> **THE TASK**: Would you return, word for word, the lines of the data below from the line with "(c1 - b'A') as" through the line with "end of BigramProfile", and no others?

> **INFORMATION**:
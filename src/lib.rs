//! protsearch library
//!
//! Builds bigram frequency profiles of protein sequences read from fasta files
//! and searches the k most similar proteins to a query sequence under a
//! jaccard-by-count metric on bigram multisets.
//!
//! Profiles of a whole file are built chunk by chunk, each chunk profiled in
//! parallel with a bounded number of worker threads, see [batch] and [ingest].

pub mod answer;
pub mod batch;
pub mod error;
pub mod ingest;
pub mod profile;
pub mod similarity;
pub mod topk;
pub mod utils;
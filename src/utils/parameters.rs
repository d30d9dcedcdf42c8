//! structures related to processing parameters

use std::fs::OpenOptions;
use std::io::{BufReader, BufWriter};
use std::path::Path;

use serde::{Deserialize, Serialize};
use serde_json::to_writer;

/// Gathers the parameters driving ingestion and query.
/// To be dumped alongside results so a run can be reproduced.
#[derive(Copy, Clone, Serialize, Deserialize)]
pub struct ProcessingParams {
    /// nb records accumulated before a parallel batch build
    chunk_size: usize,
    /// nb profiling operations running at once inside a chunk
    max_concurrency: usize,
    /// result set size of a query
    top_k: usize,
} // end of ProcessingParams

impl Default for ProcessingParams {
    fn default() -> Self {
        ProcessingParams {
            chunk_size: 10_000,
            max_concurrency: 6,
            top_k: 100,
        }
    }
} // end of default for ProcessingParams

impl ProcessingParams {
    /// all three parameters must be >= 1
    pub fn new(chunk_size: usize, max_concurrency: usize, top_k: usize) -> Self {
        assert!(chunk_size >= 1, "chunk_size must be >= 1");
        assert!(max_concurrency >= 1, "max_concurrency must be >= 1");
        assert!(top_k >= 1, "top_k must be >= 1");
        ProcessingParams {
            chunk_size,
            max_concurrency,
            top_k,
        }
    } // end of new

    /// returns nb records per batch
    pub fn get_chunk_size(&self) -> usize {
        self.chunk_size
    }

    /// returns nb concurrent profiling operations per chunk
    pub fn get_max_concurrency(&self) -> usize {
        self.max_concurrency
    }

    /// returns the result set size
    pub fn get_top_k(&self) -> usize {
        self.top_k
    }

    pub fn dump_json(&self, dirpath: &Path) -> Result<(), String> {
        //
        let filepath = dirpath.join("parameters.json");
        //
        log::info!("dumping ProcessingParams in json file : {:?}", filepath);
        //
        let fileres = OpenOptions::new()
            .write(true)
            .create(true)
            .truncate(true)
            .open(&filepath);
        if fileres.is_err() {
            log::error!(
                "ProcessingParams dump : dump could not open file {:?}",
                filepath.as_os_str()
            );
            println!(
                "ProcessingParams dump: could not open file {:?}",
                filepath.as_os_str()
            );
            return Err("ProcessingParams dump failed".to_string());
        }
        //
        let mut writer = BufWriter::new(fileres.unwrap());
        let _ = to_writer(&mut writer, &self).unwrap();
        //
        Ok(())
    } // end of dump_json

    /// reload from a json dump, to rerun a query with the parameters of a previous run
    pub fn reload_json(dirpath: &Path) -> Result<Self, String> {
        log::info!("in reload_json");
        //
        let filepath = dirpath.join("parameters.json");
        let fileres = OpenOptions::new().read(true).open(&filepath);
        if fileres.is_err() {
            log::error!(
                "ProcessingParams reload_json : reload could not open file {:?}",
                filepath.as_os_str()
            );
            println!(
                "ProcessingParams reload_json: could not open file {:?}",
                filepath.as_os_str()
            );
            return Err("ProcessingParams reload_json could not open file".to_string());
        }
        //
        let loadfile = fileres.unwrap();
        let reader = BufReader::new(loadfile);
        let params: Self = serde_json::from_reader(reader).unwrap();
        //
        log::info!(
            "ProcessingParams reload, chunk_size : {}, max_concurrency : {}, top_k : {}",
            params.chunk_size,
            params.max_concurrency,
            params.top_k
        );
        //
        Ok(params)
    } // end of reload_json
} // end of impl ProcessingParams

//===========================================================================

#[cfg(test)]
mod tests {
    use super::*;

    #[test]
    fn dump_and_reload() {
        let params = ProcessingParams::new(500, 4, 20);
        let dir = std::env::temp_dir().join("protsearch_params_test");
        std::fs::create_dir_all(&dir).unwrap();
        params.dump_json(&dir).unwrap();
        let reloaded = ProcessingParams::reload_json(&dir).unwrap();
        assert_eq!(reloaded.get_chunk_size(), 500);
        assert_eq!(reloaded.get_max_concurrency(), 4);
        assert_eq!(reloaded.get_top_k(), 20);
    }

    #[test]
    fn defaults_match_original_run() {
        let params = ProcessingParams::default();
        assert_eq!(params.get_chunk_size(), 10_000);
        assert_eq!(params.get_max_concurrency(), 6);
        assert_eq!(params.get_top_k(), 100);
    }
} // end of mod tests
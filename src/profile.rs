//! bigram profile of a protein sequence
//!
//! A sequence over the 26 letter uppercase alphabet is reduced to the counts of
//! its 676 possible ordered letter pairs, stored in a fixed size array so that
//! comparing two profiles is a O(676) scan with good cache locality.

use crate::error::ProcessingError;

/// size of the uppercase alphabet
pub const NB_LETTERS: usize = 26;

/// number of ordered letter pairs
pub const NB_BIGRAMS: usize = NB_LETTERS * NB_LETTERS;

#[inline]
fn bigram_index(c1: u8, c2: u8) -> usize {
    (c1 - b'A') as usize * NB_LETTERS + (c2 - b'A') as usize
}

/// The bigram frequency profile of one sequence.
/// Invariant : total == sum of all counts == max(0, sequence length - 1) when
/// built from a single valid sequence. A profile is immutable once constructed.
#[derive(Clone)]
pub struct BigramProfile {
    /// counts of each ordered letter pair, indexed by (c1 - 'A') * 26 + (c2 - 'A')
    counts: [u32; NB_BIGRAMS],
    /// sum of all pair counts
    total: u64,
} // end of BigramProfile

impl BigramProfile {
    /// builds the profile of a sequence by sliding a window of 2 adjacent letters.
    /// A sequence of less than 2 letters gives the all zero profile.
    /// Any byte outside A..=Z (lowercase included) is refused with [ProcessingError::InvalidAlphabet].
    /// This is a pure function, safe to call concurrently on distinct sequences.
    pub fn from_sequence(sequence: &[u8]) -> Result<Self, ProcessingError> {
        let mut counts = [0u32; NB_BIGRAMS];
        let mut total: u64 = 0;
        // we must check the whole sequence, a last invalid byte must be refused
        // even though it opens no window
        for (position, symbol) in sequence.iter().enumerate() {
            if !symbol.is_ascii_uppercase() {
                return Err(ProcessingError::InvalidAlphabet {
                    symbol: *symbol,
                    position,
                });
            }
        }
        for window in sequence.windows(2) {
            counts[bigram_index(window[0], window[1])] += 1;
            total += 1;
        }
        Ok(BigramProfile { counts, total })
    } // end of from_sequence

    /// returns the count of every ordered letter pair
    pub fn get_counts(&self) -> &[u32; NB_BIGRAMS] {
        &self.counts
    }

    /// returns the sum of all pair counts
    pub fn get_total(&self) -> u64 {
        self.total
    }
} // end of impl BigramProfile

//===========================================================================

// end of mod tests
//! chunked ingestion of a record source into a profile table
//!
//! Records are accumulated into chunks of chunk_size sequences, each chunk is
//! profiled in parallel by [crate::batch::build_profiles_parallel] and the
//! resulting profiles are appended to the growing table at the global running
//! offset. Chunks are strictly sequential : no work of chunk n+1 starts before
//! the batch build of chunk n has returned, so memory stays bounded by the
//! chunk size and the final table is globally ordered.

use std::path::Path;
use std::time::SystemTime;

use cpu_time::ProcessTime;
use needletail::{parse_fastx_file, FastxReader};

use crate::batch::build_profiles_parallel;
use crate::error::ProcessingError;
use crate::profile::BigramProfile;
use crate::utils::parameters::ProcessingParams;

/// a (name, sequence) couple as read from the record source.
/// The raw sequence is consumed to build a profile and then dropped, only the
/// name is retained alongside the profile.
pub struct Record {
    name: String,
    sequence: Vec<u8>,
} // end of Record

impl Record {
    pub fn new(name: String, sequence: Vec<u8>) -> Self {
        Record { name, sequence }
    }

    pub fn get_name(&self) -> &String {
        &self.name
    }

    pub fn get_sequence(&self) -> &[u8] {
        &self.sequence
    }

    pub fn into_parts(self) -> (String, Vec<u8>) {
        (self.name, self.sequence)
    }
} // end of impl Record

//===========================================================================

/// the accumulated (name, profile) couples, parallel indexed : the i-th name
/// corresponds to the i-th profile. Grows chunk by chunk during ingestion and
/// is never mutated afterwards.
pub struct ProfileTable {
    names: Vec<String>,
    profiles: Vec<BigramProfile>,
} // end of ProfileTable

impl ProfileTable {
    pub fn new() -> Self {
        ProfileTable {
            names: Vec::new(),
            profiles: Vec::new(),
        }
    }

    pub fn with_capacity(capacity: usize) -> Self {
        ProfileTable {
            names: Vec::with_capacity(capacity),
            profiles: Vec::with_capacity(capacity),
        }
    }

    /// number of records stored
    pub fn len(&self) -> usize {
        self.names.len()
    }

    pub fn is_empty(&self) -> bool {
        self.names.is_empty()
    }

    pub fn get_name(&self, rank: usize) -> &String {
        &self.names[rank]
    }

    pub fn get_profile(&self, rank: usize) -> &BigramProfile {
        &self.profiles[rank]
    }

    /// appends the names and profiles of one chunk at the current running offset.
    /// Both vectors must be parallel, the chunk local slot i becomes the global
    /// slot (previous len + i).
    pub fn append_chunk(&mut self, names: &mut Vec<String>, profiles: Vec<BigramProfile>) {
        assert_eq!(names.len(), profiles.len());
        self.names.append(names);
        self.profiles.extend(profiles);
    } // end of append_chunk
} // end of impl ProfileTable

impl Default for ProfileTable {
    fn default() -> Self {
        ProfileTable::new()
    }
}

//===========================================================================

/// the fasta record source, parsed with needletail as everywhere else.
/// A record begins at each '>' marker line, its sequence is the concatenation
/// of the following non marker lines, so the number of records yielded equals
/// the number of markers in the file. An empty file yields no record at all
/// instead of a parse error.
pub struct FastaRecordSource {
    reader: Option<Box<dyn FastxReader>>,
} // end of FastaRecordSource

impl FastaRecordSource {
    pub fn open(path: &Path) -> Result<Self, ProcessingError> {
        let metadata = std::fs::metadata(path)?;
        if metadata.len() == 0 {
            log::warn!("empty record source : {:?}", path);
            return Ok(FastaRecordSource { reader: None });
        }
        let reader = parse_fastx_file(path)?;
        Ok(FastaRecordSource {
            reader: Some(reader),
        })
    } // end of open
} // end of impl FastaRecordSource

impl Iterator for FastaRecordSource {
    type Item = Result<Record, ProcessingError>;

    fn next(&mut self) -> Option<Self::Item> {
        let reader = self.reader.as_mut()?;
        match reader.next() {
            None => None,
            Some(Err(e)) => Some(Err(ProcessingError::from(e))),
            Some(Ok(seqrec)) => {
                let name = String::from_utf8_lossy(seqrec.id()).into_owned();
                let sequence = seqrec.seq().into_owned();
                Some(Ok(Record::new(name, sequence)))
            }
        }
    } // end of next
} // end of impl Iterator

//===========================================================================

/// consumes a record source chunk by chunk and returns the full profile table.
///
/// Every chunk_size records the accumulated sequences go through the parallel
/// batch builder, the final partial chunk goes through the same path so no
/// record is dropped. On a source or profiling error ingestion aborts and the
/// partial table is discarded : the caller gets the error, never a silently
/// truncated table.
pub fn process_records_in_chunks<I>(
    records: I,
    params: &ProcessingParams,
) -> Result<ProfileTable, ProcessingError>
where
    I: IntoIterator<Item = Result<Record, ProcessingError>>,
{
    let chunk_size = params.get_chunk_size();
    let max_concurrency = params.get_max_concurrency();
    //
    let mut table = ProfileTable::with_capacity(chunk_size);
    let mut chunk_names: Vec<String> = Vec::with_capacity(chunk_size);
    let mut chunk_sequences: Vec<Vec<u8>> = Vec::with_capacity(chunk_size);
    let mut nb_chunks = 0;
    //
    for record in records {
        let (name, sequence) = record?.into_parts();
        chunk_names.push(name);
        chunk_sequences.push(sequence);
        if chunk_sequences.len() >= chunk_size {
            let profiles = build_profiles_parallel(&chunk_sequences, max_concurrency)?;
            table.append_chunk(&mut chunk_names, profiles);
            chunk_sequences.clear();
            nb_chunks += 1;
            log::info!(
                "chunk {} processed, nb records so far : {}",
                nb_chunks,
                table.len()
            );
        }
    }
    // the last partial chunk, if any
    if !chunk_sequences.is_empty() {
        let profiles = build_profiles_parallel(&chunk_sequences, max_concurrency)?;
        table.append_chunk(&mut chunk_names, profiles);
        nb_chunks += 1;
    }
    log::debug!(
        "process_records_in_chunks, nb chunks : {}, nb records : {}",
        nb_chunks,
        table.len()
    );
    Ok(table)
} // end of process_records_in_chunks

/// opens a fasta file and runs the chunked ingestion on it, logging timing
pub fn process_fasta_file(
    path: &Path,
    params: &ProcessingParams,
) -> Result<ProfileTable, ProcessingError> {
    log::info!("process_fasta_file, processing file : {:?}", path);
    let start_t = SystemTime::now();
    let cpu_start = ProcessTime::now();
    //
    let source = FastaRecordSource::open(path)?;
    let table = process_records_in_chunks(source, params)?;
    //
    let cpu_time = cpu_start.elapsed().as_secs();
    let elapsed_t = start_t.elapsed().unwrap().as_secs() as f32;
    log::info!(
        "process_fasta_file, nb records : {}, cpu time(s) : {}, elapsed time(s) : {}",
        table.len(),
        cpu_time,
        elapsed_t
    );
    Ok(table)
} // end of process_fasta_file

//===========================================================================

// end of mod tests
//! Core library crate: the editing engine, the canvas and favicon export
//! workflows, configuration and logging shared by the CLI and GUI.

pub mod canvas;
pub mod config;
pub mod document;
pub mod editor;
pub mod export;
pub mod host;
pub mod logging;
pub mod notify;
pub mod progress;
pub mod storage;

pub use canvas::{CANVAS_COMMAND_NAME, create_canvas};
pub use config::{
    CanvasPreferences, ConfigError, ConfigLoadResult, ConfigSource, ExportPreferences, FileConfig,
    ThemePreference, UiPreferences, config_directory, config_path, load_config, save_config,
};
pub use document::{
    ColorMode, DocumentSnapshot, DocumentSpec, Fill, MAX_DIMENSION, ResampleFilter,
    check_dimensions,
};
pub use editor::Editor;
pub use export::{
    EXPORT_COMMAND_NAME, ExportError, ExportOptions, ExportReport, ExportedFile, Exporter,
    OUTPUT_FILES, PreconditionError,
};
pub use host::{
    BatchCommand, BatchOptions, CommandKind, DocumentId, DocumentRef, Host, HostError, ModalScope,
};
pub use notify::{Notifier, RecordingNotifier};
pub use progress::{BranchStep, ExportState, ProgressCallback, ProgressEvent, ProgressEventKind};
pub use storage::{FileEntry, FixedFolderPicker, FolderPicker, LocalFolder, StorageError};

> **ANSWER SECTION**:
    (c1 - b'A') as usize * NB_LETTERS + (c2 - b'A') as usize
}

/// The bigram frequency profile of one sequence.
/// Invariant : total == sum of all counts == max(0, sequence length - 1) when
/// built from a single valid sequence. A profile is immutable once constructed.
#[derive(Clone)]
pub struct BigramProfile {
    /// counts of each ordered letter pair, indexed by (c1 - 'A') * 26 + (c2 - 'A')
    counts: [u32; NB_BIGRAMS],
    /// sum of all pair counts
    total: u64,
} // end of BigramProfile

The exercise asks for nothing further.